Return each line of the records below that contains the word "iter".
*** Records shown Section Begins ***
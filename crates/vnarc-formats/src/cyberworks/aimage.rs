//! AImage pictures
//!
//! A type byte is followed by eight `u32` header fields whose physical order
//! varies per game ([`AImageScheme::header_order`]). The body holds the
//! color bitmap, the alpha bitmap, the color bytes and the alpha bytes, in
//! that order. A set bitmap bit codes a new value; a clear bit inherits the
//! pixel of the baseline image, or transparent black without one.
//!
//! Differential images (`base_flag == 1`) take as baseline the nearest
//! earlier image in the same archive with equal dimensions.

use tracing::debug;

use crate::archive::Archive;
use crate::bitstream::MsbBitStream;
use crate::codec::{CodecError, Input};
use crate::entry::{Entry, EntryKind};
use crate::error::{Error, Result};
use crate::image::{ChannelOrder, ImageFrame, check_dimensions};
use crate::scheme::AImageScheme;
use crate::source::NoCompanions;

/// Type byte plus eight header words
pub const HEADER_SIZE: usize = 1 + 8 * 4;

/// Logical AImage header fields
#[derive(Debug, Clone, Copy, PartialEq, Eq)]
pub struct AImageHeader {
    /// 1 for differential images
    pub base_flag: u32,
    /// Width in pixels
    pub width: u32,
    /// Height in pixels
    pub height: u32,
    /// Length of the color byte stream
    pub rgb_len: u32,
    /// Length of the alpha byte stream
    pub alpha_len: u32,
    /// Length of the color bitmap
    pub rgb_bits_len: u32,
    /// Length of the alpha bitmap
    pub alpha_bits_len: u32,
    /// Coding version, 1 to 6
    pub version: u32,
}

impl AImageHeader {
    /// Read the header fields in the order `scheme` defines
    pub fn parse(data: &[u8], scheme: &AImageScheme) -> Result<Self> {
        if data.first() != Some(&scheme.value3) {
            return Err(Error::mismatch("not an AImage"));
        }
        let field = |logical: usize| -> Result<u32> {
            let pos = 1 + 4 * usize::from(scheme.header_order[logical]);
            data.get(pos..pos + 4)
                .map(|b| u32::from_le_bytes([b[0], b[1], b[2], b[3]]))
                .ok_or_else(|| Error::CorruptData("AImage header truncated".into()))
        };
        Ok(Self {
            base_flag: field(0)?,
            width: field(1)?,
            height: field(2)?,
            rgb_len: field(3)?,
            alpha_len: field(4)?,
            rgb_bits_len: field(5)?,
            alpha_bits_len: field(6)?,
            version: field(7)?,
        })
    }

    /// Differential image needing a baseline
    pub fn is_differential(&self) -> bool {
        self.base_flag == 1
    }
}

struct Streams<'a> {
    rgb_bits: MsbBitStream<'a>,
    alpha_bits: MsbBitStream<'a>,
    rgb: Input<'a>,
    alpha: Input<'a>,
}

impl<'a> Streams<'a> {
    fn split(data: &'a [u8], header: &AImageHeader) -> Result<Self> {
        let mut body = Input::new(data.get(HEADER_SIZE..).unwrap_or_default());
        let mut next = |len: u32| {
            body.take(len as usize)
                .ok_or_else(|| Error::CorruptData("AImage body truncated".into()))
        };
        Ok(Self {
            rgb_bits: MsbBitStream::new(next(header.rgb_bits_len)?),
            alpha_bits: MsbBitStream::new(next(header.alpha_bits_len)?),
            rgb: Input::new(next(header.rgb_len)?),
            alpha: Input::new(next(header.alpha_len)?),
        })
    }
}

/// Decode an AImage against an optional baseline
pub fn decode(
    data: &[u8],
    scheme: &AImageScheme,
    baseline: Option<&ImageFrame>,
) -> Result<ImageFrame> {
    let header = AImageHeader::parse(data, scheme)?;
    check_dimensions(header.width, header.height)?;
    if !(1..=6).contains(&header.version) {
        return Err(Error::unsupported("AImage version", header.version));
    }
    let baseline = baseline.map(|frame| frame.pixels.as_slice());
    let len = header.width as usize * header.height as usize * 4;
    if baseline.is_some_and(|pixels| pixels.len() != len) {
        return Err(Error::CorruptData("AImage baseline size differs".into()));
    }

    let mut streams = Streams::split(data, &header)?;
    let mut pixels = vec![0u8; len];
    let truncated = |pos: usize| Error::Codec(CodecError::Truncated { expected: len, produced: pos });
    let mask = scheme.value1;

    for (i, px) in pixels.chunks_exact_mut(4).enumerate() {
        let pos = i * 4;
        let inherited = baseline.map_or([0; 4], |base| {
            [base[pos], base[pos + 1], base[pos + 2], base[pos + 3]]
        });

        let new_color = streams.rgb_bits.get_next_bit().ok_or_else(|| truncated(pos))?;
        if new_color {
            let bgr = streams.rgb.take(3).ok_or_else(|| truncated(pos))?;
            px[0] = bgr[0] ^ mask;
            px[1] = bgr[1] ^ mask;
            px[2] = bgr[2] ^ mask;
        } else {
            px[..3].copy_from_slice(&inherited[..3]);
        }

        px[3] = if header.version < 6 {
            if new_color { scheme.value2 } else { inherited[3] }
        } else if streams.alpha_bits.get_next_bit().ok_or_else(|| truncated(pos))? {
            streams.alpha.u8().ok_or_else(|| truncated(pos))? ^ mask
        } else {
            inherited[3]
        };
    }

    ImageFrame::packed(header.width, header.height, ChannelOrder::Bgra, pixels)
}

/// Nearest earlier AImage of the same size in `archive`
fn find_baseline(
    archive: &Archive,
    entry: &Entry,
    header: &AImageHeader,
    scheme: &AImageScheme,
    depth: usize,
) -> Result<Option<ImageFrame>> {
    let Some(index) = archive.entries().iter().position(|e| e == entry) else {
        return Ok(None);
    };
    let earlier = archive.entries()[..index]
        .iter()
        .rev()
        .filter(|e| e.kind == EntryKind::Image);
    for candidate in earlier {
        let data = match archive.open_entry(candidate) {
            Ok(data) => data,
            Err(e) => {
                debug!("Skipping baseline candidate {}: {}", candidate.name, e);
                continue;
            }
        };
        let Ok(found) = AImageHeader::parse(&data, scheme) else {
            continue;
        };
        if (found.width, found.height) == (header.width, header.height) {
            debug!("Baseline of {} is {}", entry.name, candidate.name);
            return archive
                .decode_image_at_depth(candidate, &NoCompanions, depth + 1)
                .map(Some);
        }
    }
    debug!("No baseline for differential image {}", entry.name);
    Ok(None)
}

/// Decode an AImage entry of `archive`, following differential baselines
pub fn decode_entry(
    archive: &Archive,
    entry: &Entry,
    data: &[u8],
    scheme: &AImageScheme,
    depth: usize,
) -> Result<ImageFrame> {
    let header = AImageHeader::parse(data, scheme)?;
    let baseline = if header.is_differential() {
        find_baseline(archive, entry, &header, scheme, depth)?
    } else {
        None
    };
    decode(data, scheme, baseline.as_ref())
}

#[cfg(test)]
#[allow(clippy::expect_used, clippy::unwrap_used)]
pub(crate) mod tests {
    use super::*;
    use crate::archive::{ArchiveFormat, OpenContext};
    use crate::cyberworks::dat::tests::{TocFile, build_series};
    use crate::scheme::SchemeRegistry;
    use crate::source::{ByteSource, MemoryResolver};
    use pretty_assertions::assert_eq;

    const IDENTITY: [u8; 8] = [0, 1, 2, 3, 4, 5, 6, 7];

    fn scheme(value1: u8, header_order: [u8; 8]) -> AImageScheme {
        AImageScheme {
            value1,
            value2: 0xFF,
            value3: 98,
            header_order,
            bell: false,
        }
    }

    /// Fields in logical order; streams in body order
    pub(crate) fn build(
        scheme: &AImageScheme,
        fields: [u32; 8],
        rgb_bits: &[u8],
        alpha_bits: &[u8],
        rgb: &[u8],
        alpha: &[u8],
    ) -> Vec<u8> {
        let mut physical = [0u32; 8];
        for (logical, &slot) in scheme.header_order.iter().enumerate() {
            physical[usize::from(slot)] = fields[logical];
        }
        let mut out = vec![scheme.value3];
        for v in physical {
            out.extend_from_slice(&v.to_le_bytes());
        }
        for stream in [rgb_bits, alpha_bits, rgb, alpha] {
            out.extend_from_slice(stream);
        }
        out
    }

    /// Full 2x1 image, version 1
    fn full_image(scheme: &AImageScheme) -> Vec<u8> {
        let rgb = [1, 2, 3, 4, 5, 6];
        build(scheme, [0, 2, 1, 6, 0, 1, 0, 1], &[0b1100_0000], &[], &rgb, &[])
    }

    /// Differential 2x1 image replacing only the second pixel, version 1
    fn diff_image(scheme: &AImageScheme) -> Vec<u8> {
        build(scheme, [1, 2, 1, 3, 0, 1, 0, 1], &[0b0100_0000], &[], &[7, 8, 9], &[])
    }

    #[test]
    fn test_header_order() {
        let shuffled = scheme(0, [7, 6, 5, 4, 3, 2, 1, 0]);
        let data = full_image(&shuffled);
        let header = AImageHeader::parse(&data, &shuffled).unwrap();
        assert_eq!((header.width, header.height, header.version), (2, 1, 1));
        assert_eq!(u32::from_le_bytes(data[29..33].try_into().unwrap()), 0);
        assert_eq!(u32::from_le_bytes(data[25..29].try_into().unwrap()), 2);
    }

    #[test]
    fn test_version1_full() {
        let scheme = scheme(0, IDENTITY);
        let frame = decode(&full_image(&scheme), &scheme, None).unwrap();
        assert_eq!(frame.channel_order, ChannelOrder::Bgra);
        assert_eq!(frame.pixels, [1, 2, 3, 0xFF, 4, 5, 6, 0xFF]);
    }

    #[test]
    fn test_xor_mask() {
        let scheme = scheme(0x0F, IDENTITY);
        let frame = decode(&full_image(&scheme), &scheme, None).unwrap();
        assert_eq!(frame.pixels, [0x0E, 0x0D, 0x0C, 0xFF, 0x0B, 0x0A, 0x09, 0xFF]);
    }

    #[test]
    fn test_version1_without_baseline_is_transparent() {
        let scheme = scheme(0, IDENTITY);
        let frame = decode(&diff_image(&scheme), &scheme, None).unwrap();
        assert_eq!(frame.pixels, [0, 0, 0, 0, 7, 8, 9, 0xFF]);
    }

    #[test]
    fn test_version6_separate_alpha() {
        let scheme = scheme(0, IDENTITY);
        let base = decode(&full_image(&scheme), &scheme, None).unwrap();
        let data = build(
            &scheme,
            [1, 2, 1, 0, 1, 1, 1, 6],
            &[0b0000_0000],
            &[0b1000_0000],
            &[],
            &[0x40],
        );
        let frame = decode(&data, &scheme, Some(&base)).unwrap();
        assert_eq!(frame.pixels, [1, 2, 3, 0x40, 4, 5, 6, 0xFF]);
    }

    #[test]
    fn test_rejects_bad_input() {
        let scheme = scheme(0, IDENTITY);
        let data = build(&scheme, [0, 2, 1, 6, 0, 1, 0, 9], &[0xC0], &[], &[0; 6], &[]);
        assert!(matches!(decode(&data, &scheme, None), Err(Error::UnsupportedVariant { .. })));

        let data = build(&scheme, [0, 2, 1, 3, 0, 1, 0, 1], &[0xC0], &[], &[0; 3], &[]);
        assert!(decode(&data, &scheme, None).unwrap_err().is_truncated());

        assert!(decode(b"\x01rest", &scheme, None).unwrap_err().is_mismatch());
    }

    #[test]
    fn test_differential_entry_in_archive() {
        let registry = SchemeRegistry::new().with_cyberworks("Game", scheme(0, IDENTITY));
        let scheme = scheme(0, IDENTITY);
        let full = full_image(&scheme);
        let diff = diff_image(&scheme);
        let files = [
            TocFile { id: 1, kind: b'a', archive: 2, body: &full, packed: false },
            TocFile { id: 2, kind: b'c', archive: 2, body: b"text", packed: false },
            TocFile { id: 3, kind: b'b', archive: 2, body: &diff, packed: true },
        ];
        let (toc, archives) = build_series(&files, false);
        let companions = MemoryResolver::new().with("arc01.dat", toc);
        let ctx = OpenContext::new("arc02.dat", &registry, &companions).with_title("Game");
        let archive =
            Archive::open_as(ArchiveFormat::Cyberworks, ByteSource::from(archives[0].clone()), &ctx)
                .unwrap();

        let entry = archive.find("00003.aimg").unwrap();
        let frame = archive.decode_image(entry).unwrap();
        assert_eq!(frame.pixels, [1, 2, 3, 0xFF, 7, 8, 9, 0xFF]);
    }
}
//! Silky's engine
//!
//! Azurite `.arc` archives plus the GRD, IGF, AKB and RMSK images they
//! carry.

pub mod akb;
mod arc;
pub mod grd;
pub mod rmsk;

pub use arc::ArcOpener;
*** Records shown Section Ends ***
**Answer for this exercise**
    let Some(index) = archive.entries().iter().position(|e| e == entry) else {
        .iter()
        for (logical, &slot) in scheme.header_order.iter().enumerate() {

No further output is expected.